Humans have used milk to make cheese for millennia. However, climate change and sustainability concerns are prompting us to look towards the plant kingdom for the cheeses of the future. New research from the University of Copenhagen points to the modest yellow pea, which with its high nutritional content and sustainable cultivation attributes, could become tomorrow's plant-based cheese of choice.
Per capita, Danish people are the crème de la crème of Earth's cheese consumers. According to the International Dairy Federation (IDF), Danes lead consumption globally with 28 kilos of cheese consumed per capita in 2020.
At the same time, mounting pressure on Earth's natural resources and global climate change demand more sustainable food production, in which animal-based fare is replaced by plant-based alternatives.
Still, there are texture and flavor-related challenges to overcome in order to produce tasty products such as the countless dairy-based varieties that humans have perfected over the past 7,000 years.
Now, researchers from the University of Copenhagen's Department of Food Science have succeeded in developing a foundation for cheeses of the future based on plant proteins from yellow peas.
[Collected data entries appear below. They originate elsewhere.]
// SPDX-License-Identifier: AGPL-3.0-or-later
//
// Copyright (C) 2026 Relational Network

//! Project submission and review.
//!
//! ## Submission
//!
//! 1. Verify the wallet signature (scope `project_submission`)
//! 2. Reject IoT endpoints aimed at internal networks
//! 3. Resolve or create the owner by wallet
//! 4. Strip markup from name and description
//! 5. Persist the project as `pending`
//!
//! ## Review
//!
//! 1. Verify the reviewer signature (scope `project_review`)
//! 2. Require the reviewer to hold the admin role
//! 3. Apply the transition and write the audit row atomically

use std::sync::Arc;

use chrono::Utc;
use serde_json::{json, Map, Value};

use crate::auth::{AuthError, AuthRequest, Role, Scope, SignatureVerifier};
use crate::error::AppError;
use crate::security::{ensure_safe_endpoint, sanitize_rich_text};
use crate::storage::repository::{NewProject, StatusUpdate, StoredProject};
use crate::storage::Database;
use crate::validation::{ValidReview, ValidSubmission};

#[derive(Clone)]
pub struct ProjectService {
    db: Arc<Database>,
    verifier: SignatureVerifier,
}

impl ProjectService {
    pub fn new(db: Arc<Database>, verifier: SignatureVerifier) -> Self {
        Self { db, verifier }
    }

    fn authenticate(&self, request: AuthRequest) -> Result<(), AuthError> {
        self.verifier.verify(&request).inspect_err(|e| {
            tracing::info!(
                wallet = %request.wallet_address,
                scope = %request.scope,
                code = e.error_code(),
                "Signed request rejected"
            );
        })
    }

    /// Create a project from a validated, signed submission.
    pub fn create_project(&self, submission: ValidSubmission) -> Result<StoredProject, AppError> {
        let metadata = submission_metadata(&submission);
        self.authenticate(AuthRequest {
            wallet_address: submission.wallet_address.clone(),
            signature: submission.signature,
            timestamp: Some(submission.timestamp),
            scope: Scope::Submission,
        })?;

        if let Some(endpoint) = &submission.api_endpoint {
            ensure_safe_endpoint(endpoint)?;
        }

        let owner = self.db.users().get_or_create(&submission.wallet_address)?;

        let project = self.db.projects().create(NewProject {
            owner_id: owner.id,
            name: sanitize_rich_text(&submission.name),
            description: submission
                .description
                .as_deref()
                .filter(|d| !d.is_empty())
                .map(sanitize_rich_text),
            project_type: submission.project_type,
            country: submission.country,
            latitude: submission.lat,
            longitude: submission.lng,
            api_endpoint: submission.api_endpoint,
            metadata,
        })?;

        tracing::info!(
            project_id = project.id,
            owner = %owner.wallet_address,
            project_type = %project.project_type,
            "Project submitted"
        );
        Ok(project)
    }

    /// Apply an admin decision to a project.
    pub fn update_status(
        &self,
        project_id: u64,
        review: ValidReview,
    ) -> Result<StoredProject, AppError> {
        self.authenticate(AuthRequest {
            wallet_address: review.reviewer_wallet.clone(),
            signature: review.signature,
            timestamp: Some(review.timestamp),
            scope: Scope::Review,
        })?;

        let reviewer = self
            .db
            .users()
            .find_by_wallet(&review.reviewer_wallet)?
            .filter(|user| user.role.has_privilege(Role::Admin))
            .ok_or_else(|| {
                tracing::warn!(
                    wallet = %review.reviewer_wallet,
                    project_id,
                    "Review attempted without admin role"
                );
                AuthError::InsufficientPermissions
            })?;

        let (project, change) = self.db.projects().update_status(
            project_id,
            StatusUpdate {
                status: review.status,
                reviewer_id: reviewer.id,
                reason: review.reason,
                at: Utc::now(),
            },
        )?;

        tracing::info!(
            project_id,
            change_id = change.id,
            from = ?change.previous_status,
            to = %change.new_status,
            reviewer = %reviewer.wallet_address,
            "Project status changed"
        );
        Ok(project)
    }
}

/// `{projectType, country?, location?}`; location only when both coordinates are given.
fn submission_metadata(submission: &ValidSubmission) -> Value {
    let mut metadata = Map::new();
    metadata.insert("projectType".into(), json!(submission.project_type));
    if let Some(country) = &submission.country {
        metadata.insert("country".into(), json!(country));
    }
    if let (Some(lat), Some(lng)) = (submission.lat, submission.lng) {
        metadata.insert("location".into(), json!({ "lat": lat, "lng": lng }));
    }
    Value::Object(metadata)
}

#[cfg(test)]
mod tests {
    use super::*;
    use crate::auth::InMemoryReplayStore;
    use crate::models::{ProjectType, VerificationStatus};
    use crate::test_support::{temp_db, TestWallet};
    use axum::http::StatusCode;
    use tempfile::TempDir;

    fn service() -> (ProjectService, Arc<Database>, TempDir) {
        let (db, dir) = temp_db();
        let db = Arc::new(db);
        let verifier = SignatureVerifier::new(Arc::new(InMemoryReplayStore::new()));
        (ProjectService::new(Arc::clone(&db), verifier), db, dir)
    }

    fn now_ms() -> i64 {
        Utc::now().timestamp_millis()
    }

    fn submission(wallet: &TestWallet) -> ValidSubmission {
        let timestamp = now_ms();
        ValidSubmission {
            wallet_address: wallet.address(),
            name: "<script>alert(1)</script>".into(),
            description: Some("Peatland <b onclick=x()>rewetting</b>".into()),
            project_type: ProjectType::Conservation,
            country: Some("Indonesia".into()),
            lat: Some(-2.123_456_789),
            lng: Some(113.9),
            api_endpoint: Some("https://iot.example.org/feed".into()),
            signature: wallet.sign(Scope::Submission, timestamp),
            timestamp,
        }
    }

    fn review(wallet: &TestWallet, status: VerificationStatus, timestamp: i64) -> ValidReview {
        ValidReview {
            reviewer_wallet: wallet.address(),
            status,
            reason: Some("Site audit complete".into()),
            signature: wallet.sign(Scope::Review, timestamp),
            timestamp,
        }
    }

    #[test]
    fn submission_persists_sanitized_pending_project() {
        let (service, db, _dir) = service();
        let wallet = TestWallet::primary();

        let project = service.create_project(submission(&wallet)).unwrap();

        assert_eq!(project.verification_status, VerificationStatus::Pending);
        assert!(!project.name.contains('<') && !project.name.contains('>'));
        assert_eq!(project.description.as_deref(), Some("Peatland b x()rewetting/b"));
        assert_eq!(project.latitude, Some(-2.123457));
        assert_eq!(project.metadata["projectType"], "conservation");
        assert_eq!(project.metadata["country"], "Indonesia");
        assert_eq!(project.metadata["location"]["lng"], 113.9);

        let owner = db.users().find_by_wallet(&wallet.address()).unwrap().unwrap();
        assert_eq!(owner.id, project.owner_id);
        assert_eq!(db.projects().get(project.id).unwrap(), project);
    }

    #[test]
    fn replayed_submission_is_rejected() {
        let (service, _db, _dir) = service();
        let wallet = TestWallet::primary();
        let payload = submission(&wallet);

        service.create_project(payload.clone()).unwrap();
        let err = service.create_project(payload).unwrap_err();
        assert_eq!(err.status_code(), StatusCode::UNAUTHORIZED);
        assert_eq!(err.to_string(), "Signature already used");
    }

    #[test]
    fn internal_endpoint_is_rejected_before_any_write() {
        let (service, db, _dir) = service();
        let wallet = TestWallet::primary();
        let payload = ValidSubmission {
            api_endpoint: Some("https://169.254.169.254/latest".into()),
            ..submission(&wallet)
        };

        let err = service.create_project(payload).unwrap_err();
        assert_eq!(err.to_string(), "IoT endpoint cannot target internal networks");
        assert!(db.users().find_by_wallet(&wallet.address()).unwrap().is_none());
    }

    #[test]
    fn metadata_omits_partial_location() {
        let wallet = TestWallet::primary();
        let payload = ValidSubmission {
            lng: None,
            country: None,
            ..submission(&wallet)
        };
        let metadata = submission_metadata(&payload);
        assert!(metadata.get("location").is_none());
        assert!(metadata.get("country").is_none());
    }

    #[test]
    fn admin_can_verify_pending_project_once() {
        let (service, db, _dir) = service();
        let owner = TestWallet::primary();
        let admin = TestWallet::secondary();
        db.users().set_role(&admin.address(), Role::Admin).unwrap();

        let project = service.create_project(submission(&owner)).unwrap();
        let first_at = now_ms();
        let updated = service
            .update_status(project.id, review(&admin, VerificationStatus::Verified, first_at))
            .unwrap();
        assert_eq!(updated.verification_status, VerificationStatus::Verified);
        assert_eq!(updated.metadata["verifiedEmissions"]["verified"], true);

        let history = db.projects().history(project.id).unwrap();
        assert_eq!(history.len(), 1);
        assert_eq!(history[0].reason.as_deref(), Some("Site audit complete"));

        // A fresh signature, so the conflict comes from the status machine
        let err = service
            .update_status(
                project.id,
                review(&admin, VerificationStatus::Rejected, first_at + 1),
            )
            .unwrap_err();
        assert_eq!(err.status_code(), StatusCode::CONFLICT);
        assert_eq!(err.code(), "INVALID_STATUS_TRANSITION");
    }

    #[test]
    fn non_admin_reviewer_is_forbidden() {
        let (service, db, _dir) = service();
        let owner = TestWallet::primary();
        let project = service.create_project(submission(&owner)).unwrap();

        let err = service
            .update_status(project.id, review(&owner, VerificationStatus::Verified, now_ms()))
            .unwrap_err();
        assert_eq!(err.status_code(), StatusCode::FORBIDDEN);
        assert_eq!(
            db.projects().get(project.id).unwrap().verification_status,
            VerificationStatus::Pending
        );
    }

    #[test]
    fn review_of_missing_project_is_not_found() {
        let (service, db, _dir) = service();
        let admin = TestWallet::secondary();
        db.users().set_role(&admin.address(), Role::Admin).unwrap();

        let err = service
            .update_status(404, review(&admin, VerificationStatus::Verified, now_ms()))
            .unwrap_err();
        assert_eq!(err.status_code(), StatusCode::NOT_FOUND);
        assert_eq!(err.to_string(), "Project 404 not found");
    }
}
"Pea proteins have shown promising results for plant-based cheese production. Peas and other legumes are rich in proteins and its production is sustainable and local, since they can be cultivated in Denmark. We know how dairy protein behaves, but now we must become familiar with the nature of plant proteins and the way they perform under fermentation conditions, which is what cheese production is about," says Carmen Masiá, an Industrial PhD researcher at the Department of Food Science.
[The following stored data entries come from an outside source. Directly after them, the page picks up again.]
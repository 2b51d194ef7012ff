// SPDX-License-Identifier: AGPL-3.0-or-later
//
// Copyright (C) 2026 Relational Network

//! Ingestion of on-chain credit events pushed by the indexer job.

use serde_json::Value;

use crate::models::{SyncEvent, SyncResponse};
use crate::storage::repository::RecordOutcome;
use crate::storage::Database;

/// Record each event independently. A malformed or failing event is counted
/// and logged without affecting the rest of the batch; a duplicate
/// transaction hash counts as processed.
pub fn process_events(db: &Database, events: Vec<Value>) -> SyncResponse {
    let total = events.len();
    let mut processed = 0;
    let mut duplicates = 0;
    let mut failed = 0;

    for (index, raw) in events.into_iter().enumerate() {
        let event: SyncEvent = match serde_json::from_value(raw) {
            Ok(event) => event,
            Err(e) => {
                tracing::warn!(index, error = %e, "Skipping malformed sync event");
                failed += 1;
                continue;
            }
        };

        match db.ledger().record_event(&event) {
            Ok(RecordOutcome::Recorded) => processed += 1,
            Ok(RecordOutcome::Duplicate) => {
                processed += 1;
                duplicates += 1;
            }
            Err(e) => {
                tracing::warn!(tx_hash = %event.tx_hash, error = %e, "Failed to record sync event");
                failed += 1;
            }
        }
    }

    tracing::info!(total, processed, duplicates, failed, "Processed sync batch");
    SyncResponse {
        success: true,
        processed,
        failed,
        total,
    }
}

#[cfg(test)]
mod tests {
    use super::*;
    use crate::test_support::temp_db;
    use serde_json::json;

    fn transfer(hash: &str) -> Value {
        json!({
            "txHash": hash,
            "from": "0x1111111111111111111111111111111111111111",
            "to": "0x2222222222222222222222222222222222222222",
            "tokenId": 1,
            "amount": 5,
            "type": "transfer",
            "timestamp": "2026-03-01T12:00:00Z"
        })
    }

    #[test]
    fn counts_processed_and_failed_events() {
        let (db, _dir) = temp_db();
        let events = vec![
            transfer("0xa"),
            json!({ "txHash": "0xb", "type": "burn" }),
            transfer("0xa"),
            transfer("0xc"),
        ];

        let result = process_events(&db, events);
        assert_eq!(
            result,
            SyncResponse {
                success: true,
                processed: 3,
                failed: 1,
                total: 4,
            }
        );
        assert_eq!(db.ledger().stats().unwrap().total_transactions, 2);
    }

    #[test]
    fn empty_batch() {
        let (db, _dir) = temp_db();
        let result = process_events(&db, Vec::new());
        assert_eq!(result.total, 0);
        assert_eq!(result.processed, 0);
    }
}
The researcher has succeeded in creating a "functional base for plant-based cheese" made from pea proteins that creates a foundation for cheese production. Simply put, the researchers have fermented this base and produced a prototype of a plant cheese based on yellow peas, which is a great starting point to further develop flavor on top of it, according to the researcher behind it.
"Using fermentation, a plant-based cheese can develop character and a more complex flavor profile," explains Carmen Masiá.
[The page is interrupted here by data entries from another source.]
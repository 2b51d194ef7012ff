// SPDX-License-Identifier: AGPL-3.0-or-later
//
// Copyright (C) 2026 Relational Network

//! Business operations sitting between the HTTP handlers and storage.

pub mod projects;
pub mod sync;

pub use projects::ProjectService;
pub use sync::process_events;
Cheese code has yet to be cracked
According to Masiá, the code for how to make tasty, nutritious cheese with the right texture using plant proteins has yet to be cracked. The majority of the plant-based cheese products on the market today are mostly based on coconut oil and water, a recipe that she doesn't see as worth settling for.
"With a cheese based on coconut oil, you have a cheap product that somewhat resembles dairy-based cheese on appearance. But it's nowhere near being the same experience for the consumer as a dairy cheese when it comes to texture, taste and nutritional content, mainly because there's no protein in it," Masiá says.
Other than coconut oil, today's plant-based cheeses are also made from nuts. But according to the researcher, this is problematic for reasons beyond taste and texture.
"Nut-based cheeses are expensive to produce and the production of these raw materials is less sustainable than the one of legumes. This is why we should direct more of our attention towards the latter in the future. Indeed, our results with peas demonstrate the great potential of legumes for this type of products."
Bacteria develop taste
The next step in the research is to test various types of fermentation and microorganisms that add flavor to cheese. Nevertheless, the researcher says that it's about becoming deeply acquainted with plant proteins and the potential of bacteria to develop flavors, instead of going for "the quick fix" with coconut oil and added flavors.
"If we seek to spur a transition towards more sustainable cheese production with the help of plants, consumers need to be supplied with products that taste at least as good as dairy-based cheeses. And that will require a proper understanding of the science behind plant proteins and plant-based fermentations. At the end of the day, it is all about a good sensory profile. Regardless of how sustainable a product is, if the taste experience is not great, consumers will not choose it," concludes Carmen Masiá.
The study was conducted in a collaboration between the Department of Food Science and bacterial cultures producer Chr. Hansen, a Danish bioscience company that manufactures ingredients for the food and pharmaceutical industries.